Data listing –

•••

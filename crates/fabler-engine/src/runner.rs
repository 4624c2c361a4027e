//! The job runner — one background execution per submitted job.
//!
//! The runner is the failure boundary: every error raised while generating
//! or materializing is converted into the job's terminal `Failed` state with
//! a human-readable reason. Nothing escapes to the submitter, who has
//! already disconnected.

use std::sync::Arc;
use std::time::Duration;

use tracing::{error, info, warn};
use uuid::Uuid;

use fabler_core::clock::Clock;
use fabler_core::error::EngineError;
use fabler_core::generator::StoryGenerator;
use fabler_core::job::Job;
use fabler_core::repository::{JobRepository, StoryRepository};

use crate::materializer::materialize;

/// Drives one job from `Pending` to a terminal state.
///
/// Holds its collaborators behind `Arc` so a clone can be moved onto the
/// spawned task; the durable job record is the only state shared with the
/// submitting path.
#[derive(Clone)]
pub struct JobRunner {
    jobs: Arc<dyn JobRepository>,
    stories: Arc<dyn StoryRepository>,
    generator: Arc<dyn StoryGenerator>,
    clock: Arc<dyn Clock>,
    generation_timeout: Option<Duration>,
}

impl JobRunner {
    /// Creates a runner with no generation timeout.
    #[must_use]
    pub fn new(
        jobs: Arc<dyn JobRepository>,
        stories: Arc<dyn StoryRepository>,
        generator: Arc<dyn StoryGenerator>,
        clock: Arc<dyn Clock>,
    ) -> Self {
        Self {
            jobs,
            stories,
            generator,
            clock,
            generation_timeout: None,
        }
    }

    /// Bounds the generator call. Expiry is indistinguishable from any other
    /// generation failure and routes to `fail`.
    #[must_use]
    pub fn with_generation_timeout(mut self, timeout: Duration) -> Self {
        self.generation_timeout = Some(timeout);
        self
    }

    /// Runs one job to its terminal state. Steps are strictly sequential
    /// per job, with each transition committed before the next step
    /// proceeds. Never retries.
    pub async fn run(&self, job_id: Uuid) {
        let mut job = match self.jobs.find_job(job_id).await {
            Ok(Some(job)) => job,
            Ok(None) => {
                // Never durably visible or externally purged; not fatal.
                warn!(job_id = %job_id, "job vanished before processing");
                return;
            }
            Err(err) => {
                error!(job_id = %job_id, error = %err, "failed to load job");
                return;
            }
        };

        if let Err(err) = self.begin(&mut job).await {
            error!(job_id = %job_id, error = %err, "failed to begin job");
            return;
        }

        match self.execute(&job).await {
            Ok(story_id) => self.record_success(&mut job, story_id).await,
            Err(err) => self.record_failure(&mut job, &err).await,
        }
    }

    async fn begin(&self, job: &mut Job) -> Result<(), EngineError> {
        job.begin()?;
        self.jobs.update_job(job).await?;
        info!(job_id = %job.job_id, "job processing");
        Ok(())
    }

    /// The fallible middle of the pipeline: generate, then materialize.
    async fn execute(&self, job: &Job) -> Result<Uuid, EngineError> {
        let blueprint = match self.generation_timeout {
            Some(timeout) => tokio::time::timeout(timeout, self.generator.generate(&job.theme))
                .await
                .map_err(|_| {
                    EngineError::GenerationFailed(format!(
                        "generation timed out after {}s",
                        timeout.as_secs()
                    ))
                })??,
            None => self.generator.generate(&job.theme).await?,
        };

        let story = materialize(
            self.stories.as_ref(),
            self.clock.as_ref(),
            job.session_id,
            &blueprint,
        )
        .await?;
        Ok(story.id)
    }

    async fn record_success(&self, job: &mut Job, story_id: Uuid) {
        if let Err(err) = self.finish(job, |job, clock| job.succeed(story_id, clock)).await {
            error!(job_id = %job.job_id, error = %err, "failed to record job success");
            return;
        }
        info!(job_id = %job.job_id, story_id = %story_id, "job completed");
    }

    async fn record_failure(&self, job: &mut Job, cause: &EngineError) {
        warn!(job_id = %job.job_id, error = %cause, "job failed");
        let reason = cause.to_string();
        if let Err(err) = self.finish(job, |job, clock| job.fail(reason, clock)).await {
            error!(job_id = %job.job_id, error = %err, "failed to record job failure");
        }
    }

    async fn finish<F>(&self, job: &mut Job, transition: F) -> Result<(), EngineError>
    where
        F: FnOnce(&mut Job, &dyn Clock) -> Result<(), EngineError>,
    {
        transition(job, self.clock.as_ref())?;
        self.jobs.update_job(job).await
    }
}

•••

Your goal – Your task is to extract all of the records exactly.

Exercise response –
filename crates/fabler-engine/src/runner.rs
repository 4624c2c361a4027e
//! The job runner — one background execution per submitted job.
//!
//! The runner is the failure boundary: every error raised while generating
//! or materializing is converted into the job's terminal `Failed` state with
//! a human-readable reason. Nothing escapes to the submitter, who has
//! already disconnected.

use std::sync::Arc;
use std::time::Duration;

use tracing::{error, info, warn};
use uuid::Uuid;

use fabler_core::clock::Clock;
use fabler_core::error::EngineError;
use fabler_core::generator::StoryGenerator;
use fabler_core::job::Job;
use fabler_core::repository::{JobRepository, StoryRepository};

use crate::materializer::materialize;

/// Drives one job from `Pending` to a terminal state.
///
/// Holds its collaborators behind `Arc` so a clone can be moved onto the
/// spawned task; the durable job record is the only state shared with the
/// submitting path.
#[derive(Clone)]
pub struct JobRunner {
    jobs: Arc<dyn JobRepository>,
    stories: Arc<dyn StoryRepository>,
    generator: Arc<dyn StoryGenerator>,
    clock: Arc<dyn Clock>,
    generation_timeout: Option<Duration>,
}

impl JobRunner {
    /// Creates a runner with no generation timeout.
    #[must_use]
    pub fn new(
        jobs: Arc<dyn JobRepository>,
        stories: Arc<dyn StoryRepository>,
        generator: Arc<dyn StoryGenerator>,
        clock: Arc<dyn Clock>,
    ) -> Self {
        Self {
            jobs,
            stories,
            generator,
            clock,
            generation_timeout: None,
        }
    }

    /// Bounds the generator call. Expiry is indistinguishable from any other
    /// generation failure and routes to `fail`.
    #[must_use]
    pub fn with_generation_timeout(mut self, timeout: Duration) -> Self {
        self.generation_timeout = Some(timeout);
        self
    }

    /// Runs one job to its terminal state. Steps are strictly sequential
    /// per job, with each transition committed before the next step
    /// proceeds. Never retries.
    pub async fn run(&self, job_id: Uuid) {
        let mut job = match self.jobs.find_job(job_id).await {
            Ok(Some(job)) => job,
            Ok(None) => {
                // Never durably visible or externally purged; not fatal.
                warn!(job_id = %job_id, "job vanished before processing");
                return;
            }
            Err(err) => {
                error!(job_id = %job_id, error = %err, "failed to load job");
                return;
            }
        };

        if let Err(err) = self.begin(&mut job).await {
            error!(job_id = %job_id, error = %err, "failed to begin job");
            return;
        }

        match self.execute(&job).await {
            Ok(story_id) => self.record_success(&mut job, story_id).await,
            Err(err) => self.record_failure(&mut job, &err).await,
        }
    }

    async fn begin(&self, job: &mut Job) -> Result<(), EngineError> {
        job.begin()?;
        self.jobs.update_job(job).await?;
        info!(job_id = %job.job_id, "job processing");
        Ok(())
    }

    /// The fallible middle of the pipeline: generate, then materialize.
    async fn execute(&self, job: &Job) -> Result<Uuid, EngineError> {
        let blueprint = match self.generation_timeout {
            Some(timeout) => tokio::time::timeout(timeout, self.generator.generate(&job.theme))
                .await
                .map_err(|_| {
                    EngineError::GenerationFailed(format!(
                        "generation timed out after {}s",
                        timeout.as_secs()
                    ))
                })??,
            None => self.generator.generate(&job.theme).await?,
        };

        let story = materialize(
            self.stories.as_ref(),
            self.clock.as_ref(),
            job.session_id,
            &blueprint,
        )
        .await?;
        Ok(story.id)
    }

    async fn record_success(&self, job: &mut Job, story_id: Uuid) {
        if let Err(err) = self.finish(job, |job, clock| job.succeed(story_id, clock)).await {
            error!(job_id = %job.job_id, error = %err, "failed to record job success");
            return;
        }
        info!(job_id = %job.job_id, story_id = %story_id, "job completed");
    }

    async fn record_failure(&self, job: &mut Job, cause: &EngineError) {
        warn!(job_id = %job.job_id, error = %cause, "job failed");
        let reason = cause.to_string();
        if let Err(err) = self.finish(job, |job, clock| job.fail(reason, clock)).await {
            error!(job_id = %job.job_id, error = %err, "failed to record job failure");
        }
    }

    async fn finish<F>(&self, job: &mut Job, transition: F) -> Result<(), EngineError>
    where
        F: FnOnce(&mut Job, &dyn Clock) -> Result<(), EngineError>,
    {
        transition(job, self.clock.as_ref())?;
        self.jobs.update_job(job).await
    }
}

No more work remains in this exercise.